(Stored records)
════

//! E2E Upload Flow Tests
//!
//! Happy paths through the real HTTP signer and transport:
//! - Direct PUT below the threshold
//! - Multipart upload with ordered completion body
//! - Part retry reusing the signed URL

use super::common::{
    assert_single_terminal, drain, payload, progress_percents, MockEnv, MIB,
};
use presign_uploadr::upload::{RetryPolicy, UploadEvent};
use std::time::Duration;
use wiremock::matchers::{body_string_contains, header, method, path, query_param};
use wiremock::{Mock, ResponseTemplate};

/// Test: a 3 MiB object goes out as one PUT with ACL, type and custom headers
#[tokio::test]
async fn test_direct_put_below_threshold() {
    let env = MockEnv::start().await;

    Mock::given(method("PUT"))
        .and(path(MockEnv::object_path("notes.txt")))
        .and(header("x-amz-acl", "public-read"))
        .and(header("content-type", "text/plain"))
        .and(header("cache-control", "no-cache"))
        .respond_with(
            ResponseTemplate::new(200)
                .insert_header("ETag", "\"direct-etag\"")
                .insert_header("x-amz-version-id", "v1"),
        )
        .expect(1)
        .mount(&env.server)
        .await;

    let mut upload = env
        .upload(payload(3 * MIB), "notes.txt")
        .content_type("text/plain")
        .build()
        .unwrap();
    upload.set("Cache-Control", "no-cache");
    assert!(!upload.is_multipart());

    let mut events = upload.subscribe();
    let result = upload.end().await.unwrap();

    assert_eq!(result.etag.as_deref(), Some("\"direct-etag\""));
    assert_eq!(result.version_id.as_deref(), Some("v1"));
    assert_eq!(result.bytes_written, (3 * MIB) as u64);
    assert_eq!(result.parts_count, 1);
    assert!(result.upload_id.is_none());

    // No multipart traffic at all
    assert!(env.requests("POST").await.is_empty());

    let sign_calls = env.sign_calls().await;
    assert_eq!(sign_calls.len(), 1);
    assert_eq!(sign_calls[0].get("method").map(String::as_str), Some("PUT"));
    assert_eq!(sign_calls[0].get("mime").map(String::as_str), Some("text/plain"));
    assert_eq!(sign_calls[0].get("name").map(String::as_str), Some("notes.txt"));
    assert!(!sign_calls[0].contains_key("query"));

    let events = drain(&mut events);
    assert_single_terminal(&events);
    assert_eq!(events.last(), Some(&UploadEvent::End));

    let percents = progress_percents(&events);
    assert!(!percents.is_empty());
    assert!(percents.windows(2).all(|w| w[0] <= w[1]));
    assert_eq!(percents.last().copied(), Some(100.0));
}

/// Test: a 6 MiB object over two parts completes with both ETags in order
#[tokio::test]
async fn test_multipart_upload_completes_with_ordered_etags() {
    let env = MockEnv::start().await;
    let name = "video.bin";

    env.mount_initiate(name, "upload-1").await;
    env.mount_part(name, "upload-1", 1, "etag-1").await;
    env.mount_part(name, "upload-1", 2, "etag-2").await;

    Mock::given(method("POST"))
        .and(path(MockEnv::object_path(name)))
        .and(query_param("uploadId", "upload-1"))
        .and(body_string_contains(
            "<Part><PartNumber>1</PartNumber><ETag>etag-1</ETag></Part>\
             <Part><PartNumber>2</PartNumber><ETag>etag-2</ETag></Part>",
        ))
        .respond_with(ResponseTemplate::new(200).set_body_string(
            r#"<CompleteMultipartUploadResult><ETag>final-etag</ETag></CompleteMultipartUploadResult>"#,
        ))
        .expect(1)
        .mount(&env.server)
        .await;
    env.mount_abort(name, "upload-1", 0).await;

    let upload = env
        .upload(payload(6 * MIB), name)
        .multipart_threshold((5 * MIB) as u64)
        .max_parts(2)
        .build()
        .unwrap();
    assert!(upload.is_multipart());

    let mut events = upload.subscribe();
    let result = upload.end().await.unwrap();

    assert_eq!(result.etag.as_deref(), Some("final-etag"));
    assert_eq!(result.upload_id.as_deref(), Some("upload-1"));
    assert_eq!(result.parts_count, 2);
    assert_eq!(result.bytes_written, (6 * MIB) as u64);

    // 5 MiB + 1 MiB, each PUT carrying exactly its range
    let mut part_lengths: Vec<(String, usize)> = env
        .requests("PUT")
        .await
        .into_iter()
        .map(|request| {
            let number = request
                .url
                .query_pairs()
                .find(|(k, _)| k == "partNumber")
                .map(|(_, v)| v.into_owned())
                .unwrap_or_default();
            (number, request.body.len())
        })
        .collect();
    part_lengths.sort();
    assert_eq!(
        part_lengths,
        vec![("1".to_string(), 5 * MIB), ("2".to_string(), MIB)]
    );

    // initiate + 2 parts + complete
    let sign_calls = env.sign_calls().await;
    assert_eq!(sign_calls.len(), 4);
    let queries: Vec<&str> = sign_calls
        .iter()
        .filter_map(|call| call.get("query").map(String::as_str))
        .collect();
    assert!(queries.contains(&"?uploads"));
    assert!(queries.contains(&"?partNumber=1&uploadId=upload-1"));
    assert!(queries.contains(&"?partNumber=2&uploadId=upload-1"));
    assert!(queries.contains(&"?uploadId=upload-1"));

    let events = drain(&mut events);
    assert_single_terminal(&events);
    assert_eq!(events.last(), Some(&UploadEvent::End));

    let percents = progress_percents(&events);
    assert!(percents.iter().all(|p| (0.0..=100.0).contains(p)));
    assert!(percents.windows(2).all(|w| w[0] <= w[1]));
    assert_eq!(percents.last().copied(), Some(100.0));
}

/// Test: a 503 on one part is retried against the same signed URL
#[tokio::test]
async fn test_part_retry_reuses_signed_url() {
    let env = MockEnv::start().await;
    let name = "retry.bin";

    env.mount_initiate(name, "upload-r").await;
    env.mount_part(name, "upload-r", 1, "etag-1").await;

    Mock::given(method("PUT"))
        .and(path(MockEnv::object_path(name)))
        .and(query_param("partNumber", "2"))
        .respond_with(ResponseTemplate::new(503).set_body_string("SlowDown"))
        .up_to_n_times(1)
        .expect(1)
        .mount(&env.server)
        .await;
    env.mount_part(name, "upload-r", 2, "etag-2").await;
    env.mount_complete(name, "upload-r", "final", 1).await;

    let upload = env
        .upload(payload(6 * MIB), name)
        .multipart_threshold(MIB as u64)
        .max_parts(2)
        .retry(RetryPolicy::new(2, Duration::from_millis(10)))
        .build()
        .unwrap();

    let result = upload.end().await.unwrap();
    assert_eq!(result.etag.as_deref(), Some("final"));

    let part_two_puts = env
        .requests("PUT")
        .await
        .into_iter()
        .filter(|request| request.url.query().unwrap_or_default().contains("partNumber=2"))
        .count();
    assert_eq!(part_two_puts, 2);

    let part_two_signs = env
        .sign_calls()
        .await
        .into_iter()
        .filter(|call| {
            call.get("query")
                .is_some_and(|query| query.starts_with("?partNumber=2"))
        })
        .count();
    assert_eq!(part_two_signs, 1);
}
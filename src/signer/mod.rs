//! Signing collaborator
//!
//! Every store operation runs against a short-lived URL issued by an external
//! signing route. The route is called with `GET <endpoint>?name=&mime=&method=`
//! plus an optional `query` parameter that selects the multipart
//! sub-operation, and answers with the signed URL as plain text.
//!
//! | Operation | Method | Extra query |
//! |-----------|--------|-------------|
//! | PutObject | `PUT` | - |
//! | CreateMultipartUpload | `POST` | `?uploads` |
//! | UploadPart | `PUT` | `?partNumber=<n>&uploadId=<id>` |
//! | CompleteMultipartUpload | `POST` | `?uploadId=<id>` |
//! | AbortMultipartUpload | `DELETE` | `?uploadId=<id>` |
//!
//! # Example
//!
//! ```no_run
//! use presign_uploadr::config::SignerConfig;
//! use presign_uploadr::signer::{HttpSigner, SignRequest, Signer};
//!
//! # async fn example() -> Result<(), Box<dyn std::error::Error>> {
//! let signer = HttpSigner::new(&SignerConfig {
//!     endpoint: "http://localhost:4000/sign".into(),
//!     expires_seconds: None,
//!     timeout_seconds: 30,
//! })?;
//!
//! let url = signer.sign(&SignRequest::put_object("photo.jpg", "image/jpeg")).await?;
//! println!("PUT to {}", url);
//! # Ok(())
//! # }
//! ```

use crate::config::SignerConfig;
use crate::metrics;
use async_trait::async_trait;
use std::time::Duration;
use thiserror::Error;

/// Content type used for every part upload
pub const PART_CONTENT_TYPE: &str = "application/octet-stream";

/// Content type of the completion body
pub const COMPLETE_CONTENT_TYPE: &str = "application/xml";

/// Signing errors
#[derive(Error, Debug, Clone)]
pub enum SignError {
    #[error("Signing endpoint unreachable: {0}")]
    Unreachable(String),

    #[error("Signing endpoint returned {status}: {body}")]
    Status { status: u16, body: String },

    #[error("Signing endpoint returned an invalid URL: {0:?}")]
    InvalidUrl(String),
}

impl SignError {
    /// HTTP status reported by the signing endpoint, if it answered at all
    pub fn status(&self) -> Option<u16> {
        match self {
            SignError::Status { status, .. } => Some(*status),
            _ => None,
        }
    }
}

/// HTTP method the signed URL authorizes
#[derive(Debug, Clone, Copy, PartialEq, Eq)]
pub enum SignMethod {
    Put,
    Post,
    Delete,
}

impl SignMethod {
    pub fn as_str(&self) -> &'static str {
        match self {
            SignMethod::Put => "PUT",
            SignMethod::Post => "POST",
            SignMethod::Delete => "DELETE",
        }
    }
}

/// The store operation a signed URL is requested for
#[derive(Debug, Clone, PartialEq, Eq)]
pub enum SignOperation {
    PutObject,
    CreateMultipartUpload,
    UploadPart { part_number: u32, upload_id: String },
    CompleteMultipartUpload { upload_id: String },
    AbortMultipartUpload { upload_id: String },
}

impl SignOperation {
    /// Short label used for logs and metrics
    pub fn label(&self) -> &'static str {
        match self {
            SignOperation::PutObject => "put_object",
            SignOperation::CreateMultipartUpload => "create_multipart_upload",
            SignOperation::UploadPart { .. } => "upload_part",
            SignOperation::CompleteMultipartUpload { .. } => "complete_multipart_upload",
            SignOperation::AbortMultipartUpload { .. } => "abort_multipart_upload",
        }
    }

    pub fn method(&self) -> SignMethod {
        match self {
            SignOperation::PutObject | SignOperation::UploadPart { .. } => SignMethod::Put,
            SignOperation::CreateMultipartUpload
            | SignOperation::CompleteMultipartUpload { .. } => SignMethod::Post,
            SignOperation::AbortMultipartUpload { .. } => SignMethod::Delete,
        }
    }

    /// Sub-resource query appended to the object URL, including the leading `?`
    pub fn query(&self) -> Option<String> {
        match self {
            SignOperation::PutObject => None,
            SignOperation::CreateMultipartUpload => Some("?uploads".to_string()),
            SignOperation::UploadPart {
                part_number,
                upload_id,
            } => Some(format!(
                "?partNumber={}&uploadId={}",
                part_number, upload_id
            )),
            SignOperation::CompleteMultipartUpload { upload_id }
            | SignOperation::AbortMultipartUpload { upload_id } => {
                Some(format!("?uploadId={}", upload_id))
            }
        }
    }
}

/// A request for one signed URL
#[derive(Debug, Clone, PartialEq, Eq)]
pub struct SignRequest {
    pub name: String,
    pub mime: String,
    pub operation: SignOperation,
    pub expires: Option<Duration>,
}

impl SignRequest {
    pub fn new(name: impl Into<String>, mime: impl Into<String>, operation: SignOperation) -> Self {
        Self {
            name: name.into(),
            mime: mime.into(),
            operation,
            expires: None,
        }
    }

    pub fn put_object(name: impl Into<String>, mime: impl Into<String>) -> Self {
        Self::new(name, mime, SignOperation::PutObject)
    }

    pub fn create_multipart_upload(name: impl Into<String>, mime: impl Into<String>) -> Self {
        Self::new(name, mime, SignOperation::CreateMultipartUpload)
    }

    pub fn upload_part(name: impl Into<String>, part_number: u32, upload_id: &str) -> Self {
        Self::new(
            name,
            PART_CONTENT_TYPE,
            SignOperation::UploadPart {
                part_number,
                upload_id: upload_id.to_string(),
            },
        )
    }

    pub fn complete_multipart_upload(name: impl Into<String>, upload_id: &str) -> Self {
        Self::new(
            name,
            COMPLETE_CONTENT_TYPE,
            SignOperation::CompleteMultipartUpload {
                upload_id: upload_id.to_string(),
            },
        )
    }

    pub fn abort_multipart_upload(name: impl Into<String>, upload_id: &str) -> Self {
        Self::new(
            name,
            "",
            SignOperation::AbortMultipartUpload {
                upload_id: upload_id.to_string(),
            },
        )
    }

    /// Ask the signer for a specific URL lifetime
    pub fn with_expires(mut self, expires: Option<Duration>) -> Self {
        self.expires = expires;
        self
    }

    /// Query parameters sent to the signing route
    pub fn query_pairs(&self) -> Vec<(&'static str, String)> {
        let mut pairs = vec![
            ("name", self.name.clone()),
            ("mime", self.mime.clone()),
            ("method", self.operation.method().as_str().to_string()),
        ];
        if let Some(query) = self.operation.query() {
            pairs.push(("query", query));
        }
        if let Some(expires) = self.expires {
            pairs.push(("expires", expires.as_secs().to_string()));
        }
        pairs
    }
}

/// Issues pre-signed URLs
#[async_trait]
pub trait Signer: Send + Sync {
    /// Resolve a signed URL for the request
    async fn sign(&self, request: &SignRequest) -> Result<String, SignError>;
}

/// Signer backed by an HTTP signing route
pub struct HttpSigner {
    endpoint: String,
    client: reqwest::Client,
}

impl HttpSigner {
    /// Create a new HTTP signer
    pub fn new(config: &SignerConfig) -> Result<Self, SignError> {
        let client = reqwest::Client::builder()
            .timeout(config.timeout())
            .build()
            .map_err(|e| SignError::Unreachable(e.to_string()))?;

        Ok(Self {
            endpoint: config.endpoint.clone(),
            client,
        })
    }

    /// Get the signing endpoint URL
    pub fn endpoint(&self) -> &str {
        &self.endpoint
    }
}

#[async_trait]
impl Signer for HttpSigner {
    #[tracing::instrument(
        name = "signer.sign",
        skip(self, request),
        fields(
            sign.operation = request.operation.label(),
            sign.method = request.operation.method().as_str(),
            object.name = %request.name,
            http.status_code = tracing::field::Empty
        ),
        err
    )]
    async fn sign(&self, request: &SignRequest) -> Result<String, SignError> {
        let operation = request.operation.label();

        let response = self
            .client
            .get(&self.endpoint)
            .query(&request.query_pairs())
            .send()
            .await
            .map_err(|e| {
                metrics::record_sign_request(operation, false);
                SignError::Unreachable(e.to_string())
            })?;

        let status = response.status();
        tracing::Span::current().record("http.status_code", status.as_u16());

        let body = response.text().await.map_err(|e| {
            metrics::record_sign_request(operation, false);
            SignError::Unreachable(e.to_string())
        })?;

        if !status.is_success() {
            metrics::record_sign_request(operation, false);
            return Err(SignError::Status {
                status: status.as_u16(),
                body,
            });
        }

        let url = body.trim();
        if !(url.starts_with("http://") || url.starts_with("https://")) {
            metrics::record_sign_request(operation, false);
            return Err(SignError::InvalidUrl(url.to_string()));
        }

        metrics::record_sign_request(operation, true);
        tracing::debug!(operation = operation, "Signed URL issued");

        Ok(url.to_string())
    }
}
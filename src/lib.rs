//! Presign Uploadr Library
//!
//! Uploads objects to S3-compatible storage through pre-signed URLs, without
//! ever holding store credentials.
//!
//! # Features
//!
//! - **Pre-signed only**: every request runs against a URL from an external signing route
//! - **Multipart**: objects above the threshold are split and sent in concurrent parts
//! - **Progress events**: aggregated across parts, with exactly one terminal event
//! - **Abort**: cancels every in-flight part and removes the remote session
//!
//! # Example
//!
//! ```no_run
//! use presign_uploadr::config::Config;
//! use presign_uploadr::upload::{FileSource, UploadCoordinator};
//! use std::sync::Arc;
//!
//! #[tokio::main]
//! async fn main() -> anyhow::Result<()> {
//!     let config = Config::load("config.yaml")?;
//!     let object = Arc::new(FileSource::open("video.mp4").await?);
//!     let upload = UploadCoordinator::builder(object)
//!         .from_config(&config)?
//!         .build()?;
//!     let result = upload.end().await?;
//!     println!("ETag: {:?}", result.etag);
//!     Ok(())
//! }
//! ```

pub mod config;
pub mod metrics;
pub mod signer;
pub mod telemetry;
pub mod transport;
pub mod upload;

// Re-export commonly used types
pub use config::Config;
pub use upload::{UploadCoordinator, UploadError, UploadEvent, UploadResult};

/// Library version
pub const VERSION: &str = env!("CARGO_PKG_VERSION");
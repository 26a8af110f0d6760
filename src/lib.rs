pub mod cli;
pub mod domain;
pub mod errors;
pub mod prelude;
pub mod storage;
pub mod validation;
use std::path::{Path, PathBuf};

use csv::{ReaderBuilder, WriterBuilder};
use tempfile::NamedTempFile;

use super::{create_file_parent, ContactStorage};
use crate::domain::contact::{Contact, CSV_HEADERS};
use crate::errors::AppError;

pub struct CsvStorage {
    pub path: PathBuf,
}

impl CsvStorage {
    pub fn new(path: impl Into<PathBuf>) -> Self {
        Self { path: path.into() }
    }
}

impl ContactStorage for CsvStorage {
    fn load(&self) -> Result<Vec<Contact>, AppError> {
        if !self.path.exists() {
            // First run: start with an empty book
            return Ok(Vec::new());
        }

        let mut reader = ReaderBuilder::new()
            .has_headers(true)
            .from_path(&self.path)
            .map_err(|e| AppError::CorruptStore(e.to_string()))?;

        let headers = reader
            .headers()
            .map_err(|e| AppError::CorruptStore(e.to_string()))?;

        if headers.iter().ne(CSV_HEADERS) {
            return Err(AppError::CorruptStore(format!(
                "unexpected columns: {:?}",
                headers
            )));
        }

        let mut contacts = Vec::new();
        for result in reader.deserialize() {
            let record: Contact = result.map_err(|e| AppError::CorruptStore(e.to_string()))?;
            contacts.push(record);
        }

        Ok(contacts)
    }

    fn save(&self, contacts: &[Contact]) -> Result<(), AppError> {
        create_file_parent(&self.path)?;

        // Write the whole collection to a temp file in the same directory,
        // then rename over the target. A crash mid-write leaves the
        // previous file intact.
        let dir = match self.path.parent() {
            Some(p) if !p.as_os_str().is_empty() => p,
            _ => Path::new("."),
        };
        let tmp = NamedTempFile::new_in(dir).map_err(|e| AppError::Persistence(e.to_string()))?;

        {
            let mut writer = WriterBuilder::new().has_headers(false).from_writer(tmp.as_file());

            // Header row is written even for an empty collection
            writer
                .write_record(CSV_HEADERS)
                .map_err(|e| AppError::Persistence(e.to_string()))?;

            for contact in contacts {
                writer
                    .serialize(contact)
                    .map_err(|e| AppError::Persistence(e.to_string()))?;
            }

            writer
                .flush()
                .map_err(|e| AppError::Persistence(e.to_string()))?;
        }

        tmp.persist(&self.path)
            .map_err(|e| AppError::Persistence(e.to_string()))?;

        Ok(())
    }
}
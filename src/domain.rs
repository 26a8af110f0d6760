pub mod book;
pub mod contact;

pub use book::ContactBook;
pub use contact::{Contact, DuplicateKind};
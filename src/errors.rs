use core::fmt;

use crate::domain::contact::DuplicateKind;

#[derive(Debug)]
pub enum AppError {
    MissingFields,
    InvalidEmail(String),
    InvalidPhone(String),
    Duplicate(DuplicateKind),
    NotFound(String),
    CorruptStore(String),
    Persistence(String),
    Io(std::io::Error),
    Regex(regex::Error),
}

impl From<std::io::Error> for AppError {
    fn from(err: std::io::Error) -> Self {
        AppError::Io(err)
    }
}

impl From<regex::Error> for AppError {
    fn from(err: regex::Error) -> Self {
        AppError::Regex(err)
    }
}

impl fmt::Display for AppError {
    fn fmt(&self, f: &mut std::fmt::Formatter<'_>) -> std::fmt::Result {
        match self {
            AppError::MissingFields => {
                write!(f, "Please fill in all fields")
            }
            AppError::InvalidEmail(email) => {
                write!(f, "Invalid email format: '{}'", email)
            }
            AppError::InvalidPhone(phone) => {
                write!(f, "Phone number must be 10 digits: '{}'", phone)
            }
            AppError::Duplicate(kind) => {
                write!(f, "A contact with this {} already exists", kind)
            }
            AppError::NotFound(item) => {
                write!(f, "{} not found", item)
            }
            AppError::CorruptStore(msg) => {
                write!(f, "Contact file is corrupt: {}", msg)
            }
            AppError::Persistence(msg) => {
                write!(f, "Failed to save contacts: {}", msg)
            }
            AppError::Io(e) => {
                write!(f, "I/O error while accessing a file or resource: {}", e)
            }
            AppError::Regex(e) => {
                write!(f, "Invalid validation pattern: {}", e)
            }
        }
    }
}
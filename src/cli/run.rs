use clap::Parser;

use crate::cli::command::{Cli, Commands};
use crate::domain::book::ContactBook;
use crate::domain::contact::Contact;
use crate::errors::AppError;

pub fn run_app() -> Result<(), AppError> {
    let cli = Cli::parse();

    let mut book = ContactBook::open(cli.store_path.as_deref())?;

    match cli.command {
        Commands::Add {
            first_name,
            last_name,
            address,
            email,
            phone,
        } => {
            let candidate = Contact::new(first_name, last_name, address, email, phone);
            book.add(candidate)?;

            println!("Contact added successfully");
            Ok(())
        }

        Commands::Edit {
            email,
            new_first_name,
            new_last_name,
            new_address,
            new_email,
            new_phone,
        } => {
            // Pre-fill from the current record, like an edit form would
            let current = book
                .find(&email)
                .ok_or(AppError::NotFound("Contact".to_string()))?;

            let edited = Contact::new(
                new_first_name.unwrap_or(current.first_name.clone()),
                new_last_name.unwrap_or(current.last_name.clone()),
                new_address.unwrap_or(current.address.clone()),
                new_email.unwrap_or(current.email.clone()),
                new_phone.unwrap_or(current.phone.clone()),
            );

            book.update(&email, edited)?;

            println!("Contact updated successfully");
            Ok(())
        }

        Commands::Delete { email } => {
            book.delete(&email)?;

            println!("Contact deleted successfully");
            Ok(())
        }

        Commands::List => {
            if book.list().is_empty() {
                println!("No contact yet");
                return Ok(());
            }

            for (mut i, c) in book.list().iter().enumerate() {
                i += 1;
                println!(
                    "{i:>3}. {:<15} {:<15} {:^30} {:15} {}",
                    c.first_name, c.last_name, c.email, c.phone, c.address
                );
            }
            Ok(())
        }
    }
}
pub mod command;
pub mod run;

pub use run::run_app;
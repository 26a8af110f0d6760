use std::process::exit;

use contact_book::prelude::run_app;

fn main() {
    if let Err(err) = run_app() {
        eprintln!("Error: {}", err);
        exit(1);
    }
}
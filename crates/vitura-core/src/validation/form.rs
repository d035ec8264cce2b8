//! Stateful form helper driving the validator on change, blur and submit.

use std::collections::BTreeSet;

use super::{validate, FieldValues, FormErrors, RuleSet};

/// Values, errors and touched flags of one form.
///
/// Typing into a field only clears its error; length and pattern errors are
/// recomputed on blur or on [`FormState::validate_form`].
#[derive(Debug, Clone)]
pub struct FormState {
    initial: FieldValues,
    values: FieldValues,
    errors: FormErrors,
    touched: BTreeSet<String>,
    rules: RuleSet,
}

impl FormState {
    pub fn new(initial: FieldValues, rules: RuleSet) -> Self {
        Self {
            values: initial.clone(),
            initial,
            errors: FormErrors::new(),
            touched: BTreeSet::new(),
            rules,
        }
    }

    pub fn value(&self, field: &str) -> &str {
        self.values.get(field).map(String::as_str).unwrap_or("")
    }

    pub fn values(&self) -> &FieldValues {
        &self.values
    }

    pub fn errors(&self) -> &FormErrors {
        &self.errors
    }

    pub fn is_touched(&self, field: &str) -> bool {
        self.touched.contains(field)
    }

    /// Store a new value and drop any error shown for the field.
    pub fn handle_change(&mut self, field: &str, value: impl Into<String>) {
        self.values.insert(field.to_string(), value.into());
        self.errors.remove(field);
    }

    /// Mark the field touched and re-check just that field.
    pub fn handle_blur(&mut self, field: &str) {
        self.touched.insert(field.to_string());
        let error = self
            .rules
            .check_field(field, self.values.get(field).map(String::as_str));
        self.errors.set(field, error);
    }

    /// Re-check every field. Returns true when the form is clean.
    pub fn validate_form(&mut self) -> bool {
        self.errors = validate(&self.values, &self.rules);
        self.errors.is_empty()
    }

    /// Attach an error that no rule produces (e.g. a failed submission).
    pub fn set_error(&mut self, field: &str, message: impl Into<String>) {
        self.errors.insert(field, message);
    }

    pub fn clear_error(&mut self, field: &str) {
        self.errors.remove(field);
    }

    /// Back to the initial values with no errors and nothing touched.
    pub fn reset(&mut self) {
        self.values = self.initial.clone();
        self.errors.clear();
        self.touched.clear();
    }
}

════

### [The problem]
Filter the records for the word "edited" and show every line that has it.

### [Result below]
            let edited = Contact::new(
            book.update(&email, edited)?;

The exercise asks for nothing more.